Instructions for the task:
What lines in this listing contain the string "println"? Report each one by copying it.

Material for this task:

━━━━

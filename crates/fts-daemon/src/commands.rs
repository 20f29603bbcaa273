//! Command implementations for the index admin tool.
//!
//! Handles:
//! - ensure: startup check, waiting for any rebuild it starts
//! - status: JSON health report
//! - rebuild: forced rebuild, Ctrl-C cancels it
//! - validate: read-only schema check

use anyhow::{bail, Context, Result};
use fts_lifecycle::{
    EnsureOutcome, IndexDriver, IndexHealth, LifecycleError, ManagerConfig, RebuildReport,
    VersionStore,
};
use fts_postgres::PgIndexManager;
use fts_sqlite::SqliteIndexManager;
use fts_types::{BackendKind, Settings};
use tokio::signal;
use tracing::{info, warn};

use crate::cli::{Cli, Commands, Target};

/// Either backend's manager, behind one set of operations.
pub enum Manager {
    Sqlite(SqliteIndexManager),
    Postgres(PgIndexManager),
}

impl Manager {
    pub async fn open(settings: &Settings, backend: BackendKind) -> Result<Self> {
        let config = ManagerConfig::from(&settings.lifecycle);
        match backend {
            BackendKind::Sqlite => {
                let pool = fts_sqlite::connect(&settings.sqlite)
                    .await
                    .context("Failed to open SQLite database")?;
                Ok(Manager::Sqlite(fts_sqlite::manager(
                    pool,
                    &settings.sqlite,
                    config,
                )?))
            }
            BackendKind::Postgres => {
                let pool = fts_postgres::connect(&settings.postgres)
                    .await
                    .context("Failed to connect to Postgres")?;
                Ok(Manager::Postgres(fts_postgres::manager(
                    pool,
                    &settings.postgres,
                    config,
                )?))
            }
        }
    }

    pub fn key(&self) -> &str {
        match self {
            Manager::Sqlite(m) => m.key(),
            Manager::Postgres(m) => m.key(),
        }
    }

    async fn ensure(&self) -> Result<EnsureOutcome, LifecycleError> {
        match self {
            Manager::Sqlite(m) => m.ensure().await,
            Manager::Postgres(m) => m.ensure().await,
        }
    }

    async fn migrate(&self) -> Result<(), LifecycleError> {
        match self {
            Manager::Sqlite(m) => m.store().migrate().await,
            Manager::Postgres(m) => m.store().migrate().await,
        }
    }

    async fn force_rebuild(&self) -> Result<RebuildReport, LifecycleError> {
        match self {
            Manager::Sqlite(m) => m.force_rebuild().await,
            Manager::Postgres(m) => m.force_rebuild().await,
        }
    }

    async fn wait_for_rebuild(&self) -> Option<RebuildReport> {
        match self {
            Manager::Sqlite(m) => m.wait_for_rebuild().await,
            Manager::Postgres(m) => m.wait_for_rebuild().await,
        }
    }

    async fn validate_schema(&self) -> Result<bool, LifecycleError> {
        match self {
            Manager::Sqlite(m) => m.driver().validate_schema().await,
            Manager::Postgres(m) => m.driver().validate_schema().await,
        }
    }

    async fn status(&self) -> IndexHealth {
        match self {
            Manager::Sqlite(m) => m.status().await,
            Manager::Postgres(m) => m.status().await,
        }
    }

    fn is_ready(&self) -> bool {
        match self {
            Manager::Sqlite(m) => m.is_ready(),
            Manager::Postgres(m) => m.is_ready(),
        }
    }

    fn shutdown(&self) {
        match self {
            Manager::Sqlite(m) => m.shutdown(),
            Manager::Postgres(m) => m.shutdown(),
        }
    }
}

/// Load configuration and apply CLI overrides (highest precedence).
pub fn load_settings(
    config_path: Option<&str>,
    log_level: Option<&str>,
    target: &Target,
) -> Result<Settings> {
    let mut settings = Settings::load(config_path).context("Failed to load configuration")?;

    if let Some(level) = log_level {
        settings.log_level = level.to_string();
    }
    if let Some(url) = &target.database_url {
        match target.backend {
            BackendKind::Sqlite => settings.sqlite.database_url = url.clone(),
            BackendKind::Postgres => settings.postgres.database_url = url.clone(),
        }
    }
    Ok(settings)
}

fn init_logging(log_level: &str) -> Result<()> {
    let subscriber = tracing_subscriber::fmt()
        .with_env_filter(
            tracing_subscriber::EnvFilter::try_from_default_env()
                .unwrap_or_else(|_| tracing_subscriber::EnvFilter::new(log_level)),
        )
        .with_writer(std::io::stderr)
        .finish();
    tracing::subscriber::set_global_default(subscriber)
        .context("Failed to set tracing subscriber")?;
    Ok(())
}

/// Run one parsed command against its backend.
pub async fn run(cli: Cli) -> Result<()> {
    let target = cli.command.target().clone();
    let settings = load_settings(cli.config.as_deref(), cli.log_level.as_deref(), &target)?;
    init_logging(&settings.log_level)?;

    let manager = Manager::open(&settings, target.backend).await?;
    info!(key = manager.key(), backend = %target.backend, "Index manager opened");

    match cli.command {
        Commands::Ensure { .. } => ensure(&manager).await,
        Commands::Status { .. } => status(&manager).await,
        Commands::Rebuild { .. } => rebuild(&manager).await,
        Commands::Validate { .. } => validate(&manager).await,
    }
}

/// Wait for the running rebuild, cancelling it on Ctrl-C.
async fn wait_or_interrupt(manager: &Manager) -> Option<RebuildReport> {
    tokio::select! {
        report = manager.wait_for_rebuild() => report,
        _ = signal::ctrl_c() => {
            warn!("Interrupted, cancelling rebuild");
            manager.shutdown();
            manager.wait_for_rebuild().await
        }
    }
}

fn print_report(report: &RebuildReport) -> Result<()> {
    println!("{}", serde_json::to_string_pretty(report)?);
    if let Some(error) = report.error() {
        bail!("Rebuild of {} failed: {error}", report.key);
    }
    Ok(())
}

/// The process exits when this returns, taking any spawned task with it, so
/// a rebuild started here is always awaited.
pub async fn ensure(manager: &Manager) -> Result<()> {
    let outcome = manager
        .ensure()
        .await
        .context("Failed to initialize search index")?;
    println!("{}: {outcome:?}", manager.key());

    if matches!(
        outcome,
        EnsureOutcome::RebuildStarted | EnsureOutcome::RebuildInProgress
    ) {
        let report = wait_or_interrupt(manager)
            .await
            .context("Rebuild finished without a report")?;
        print_report(&report)?;
    }

    println!("ready: {}", manager.is_ready());
    Ok(())
}

pub async fn status(manager: &Manager) -> Result<()> {
    let health = manager.status().await;
    println!("{}", serde_json::to_string_pretty(&health)?);
    Ok(())
}

pub async fn rebuild(manager: &Manager) -> Result<()> {
    manager
        .migrate()
        .await
        .context("Failed to create version table")?;

    let report = tokio::select! {
        report = manager.force_rebuild() => report?,
        _ = signal::ctrl_c() => {
            warn!("Interrupted, cancelling rebuild");
            manager.shutdown();
            manager
                .wait_for_rebuild()
                .await
                .context("Rebuild did not report after cancellation")?
        }
    };
    print_report(&report)
}

pub async fn validate(manager: &Manager) -> Result<()> {
    let valid = manager
        .validate_schema()
        .await
        .context("Schema introspection failed")?;
    if !valid {
        bail!("Index schema for {} is incomplete", manager.key());
    }
    println!("{}: schema valid", manager.key());
    Ok(())
}
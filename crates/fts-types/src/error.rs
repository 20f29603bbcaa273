//! Error types shared across the fts crates.

use thiserror::Error;

/// Errors raised while loading or validating shared types.
#[derive(Debug, Error)]
pub enum TypesError {
    /// Configuration error
    #[error("Configuration error: {0}")]
    Config(String),

    /// Serialization/deserialization error
    #[error("Serialization error: {0}")]
    Serialization(#[from] serde_json::Error),

    /// A configured table, column or function name is not a plain identifier
    #[error("Invalid SQL identifier for {field}: {value:?}")]
    InvalidIdentifier { field: &'static str, value: String },
}
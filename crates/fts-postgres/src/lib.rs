//! # fts-postgres
//!
//! Postgres backend for the message index lifecycle.
//!
//! The derived index is a `tsvector` column on the primary table, a GIN
//! index over it and a `BEFORE INSERT OR UPDATE` trigger that recomputes
//! the column for every written row.

pub mod driver;
pub mod store;

#[cfg(test)]
pub(crate) mod testing;

use fts_lifecycle::{IndexManager, LifecycleError, ManagerConfig};
use fts_types::PostgresSettings;
use sqlx::postgres::PgPoolOptions;
use sqlx::PgPool;
use tracing::info;

pub use driver::{TsvectorDriver, TSVECTOR_TARGET_VERSION};
pub use store::PgVersionStore;

/// Lifecycle manager for the tsvector index.
pub type PgIndexManager = IndexManager<TsvectorDriver, PgVersionStore>;

pub async fn connect(settings: &PostgresSettings) -> Result<PgPool, LifecycleError> {
    let pool = PgPoolOptions::new()
        .max_connections(settings.max_connections)
        .connect(&settings.database_url)
        .await?;
    info!("Opened Postgres pool");
    Ok(pool)
}

/// Build a manager whose driver and version store share `pool`.
pub fn manager(
    pool: PgPool,
    settings: &PostgresSettings,
    config: ManagerConfig,
) -> Result<PgIndexManager, LifecycleError> {
    let driver = TsvectorDriver::new(pool.clone(), settings)?;
    let store = PgVersionStore::new(pool);
    Ok(IndexManager::new(driver, store, config))
}
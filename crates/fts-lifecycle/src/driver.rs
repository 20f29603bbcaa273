//! Backend driver contract.
//!
//! A driver owns the engine-specific half of the lifecycle: checking that
//! the derived index artifacts exist, and tearing down and rebuilding them.
//! The orchestrator in [`crate::manager`] is written once against this trait.

use async_trait::async_trait;
use tokio_util::sync::CancellationToken;

use crate::error::LifecycleError;
use crate::rebuild::RebuildStats;

/// A named DDL/DML statement in a rebuild plan.
///
/// Plans run statement by statement, each committing on its own.
#[derive(Debug, Clone, PartialEq, Eq)]
pub struct PlannedStatement {
    /// Short label used in logs and error messages
    pub step: &'static str,
    pub sql: String,
}

impl PlannedStatement {
    pub fn new(step: &'static str, sql: impl Into<String>) -> Self {
        Self {
            step,
            sql: sql.into(),
        }
    }
}

/// Engine-specific validation and rebuild for one derived index.
#[async_trait]
pub trait IndexDriver: Send + Sync + 'static {
    /// Version record key, one per backend.
    fn key(&self) -> &str;

    /// Generation a ready index must carry.
    fn target_version(&self) -> i64;

    /// Check that every derived artifact exists.
    ///
    /// `Ok(false)` means the schema is missing or torn. `Err` means the check
    /// itself could not run; callers treat both as "rebuild needed".
    async fn validate_schema(&self) -> Result<bool, LifecycleError>;

    /// Drop and recreate the derived index, then backfill it.
    ///
    /// Implementations check `cancel` between statements and return
    /// [`LifecycleError::Cancelled`] once it fires.
    async fn rebuild(&self, cancel: &CancellationToken) -> Result<RebuildStats, LifecycleError>;

    /// Number of rows currently held by the derived index.
    async fn indexed_rows(&self) -> Result<i64, LifecycleError>;
}

/// Bail out of a rebuild plan if shutdown was requested.
pub fn check_cancelled(cancel: &CancellationToken) -> Result<(), LifecycleError> {
    if cancel.is_cancelled() {
        Err(LifecycleError::Cancelled)
    } else {
        Ok(())
    }
}
//! In-memory lifecycle flags for one backend's index.
//!
//! The flags live on the manager instance, so independent managers (and
//! parallel tests) never share state.

use std::sync::atomic::{AtomicBool, Ordering};
use std::sync::Arc;

use arc_swap::ArcSwapOption;
use serde::{Deserialize, Serialize};

use crate::guard::{FlightGuard, SingleFlight};

/// Process-local readiness and rebuild flags.
#[derive(Debug, Default)]
pub struct LifecycleState {
    initialized: AtomicBool,
    rebuilding: SingleFlight,
    ready: AtomicBool,
    last_error: ArcSwapOption<String>,
}

/// Point-in-time copy of the flags.
#[derive(Debug, Clone, PartialEq, Eq, Serialize, Deserialize)]
pub struct StateSnapshot {
    pub initialized: bool,
    pub rebuilding: bool,
    pub ready: bool,
    pub last_error: Option<String>,
}

impl LifecycleState {
    pub fn new() -> Self {
        Self::default()
    }

    pub fn is_initialized(&self) -> bool {
        self.initialized.load(Ordering::SeqCst)
    }

    /// One-shot gate. Returns `true` only for the caller that flipped it.
    pub fn mark_initialized(&self) -> bool {
        self.initialized
            .compare_exchange(false, true, Ordering::SeqCst, Ordering::SeqCst)
            .is_ok()
    }

    /// Claim the single-flight rebuild slot.
    pub fn try_begin_rebuild(&self) -> Option<FlightGuard> {
        self.rebuilding.try_acquire()
    }

    pub fn is_rebuilding(&self) -> bool {
        self.rebuilding.is_in_flight()
    }

    pub fn is_ready(&self) -> bool {
        self.ready.load(Ordering::SeqCst)
    }

    /// Lock-free read, safe to call from every search request.
    pub fn last_error(&self) -> Option<String> {
        self.last_error.load_full().map(|error| (*error).clone())
    }

    /// Mark the index trustworthy without touching `last_error`.
    pub fn mark_ready(&self) {
        self.ready.store(true, Ordering::SeqCst);
    }

    /// Successful rebuild: clear the error, then open the gate.
    pub fn record_success(&self) {
        self.set_last_error(None);
        self.ready.store(true, Ordering::SeqCst);
    }

    /// Failed rebuild or runtime query fault: close the gate first.
    pub fn record_failure(&self, error: String) {
        self.ready.store(false, Ordering::SeqCst);
        self.set_last_error(Some(error));
    }

    pub fn snapshot(&self) -> StateSnapshot {
        StateSnapshot {
            initialized: self.is_initialized(),
            rebuilding: self.is_rebuilding(),
            ready: self.is_ready(),
            last_error: self.last_error(),
        }
    }

    fn set_last_error(&self, error: Option<String>) {
        self.last_error.store(error.map(Arc::new));
    }
}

━━━━

Answer for the task:
    println!("{}", serde_json::to_string_pretty(report)?);
    println!("{}: {outcome:?}", manager.key());
    println!("ready: {}", manager.is_ready());
    println!("{}", serde_json::to_string_pretty(&health)?);
    println!("{}: schema valid", manager.key());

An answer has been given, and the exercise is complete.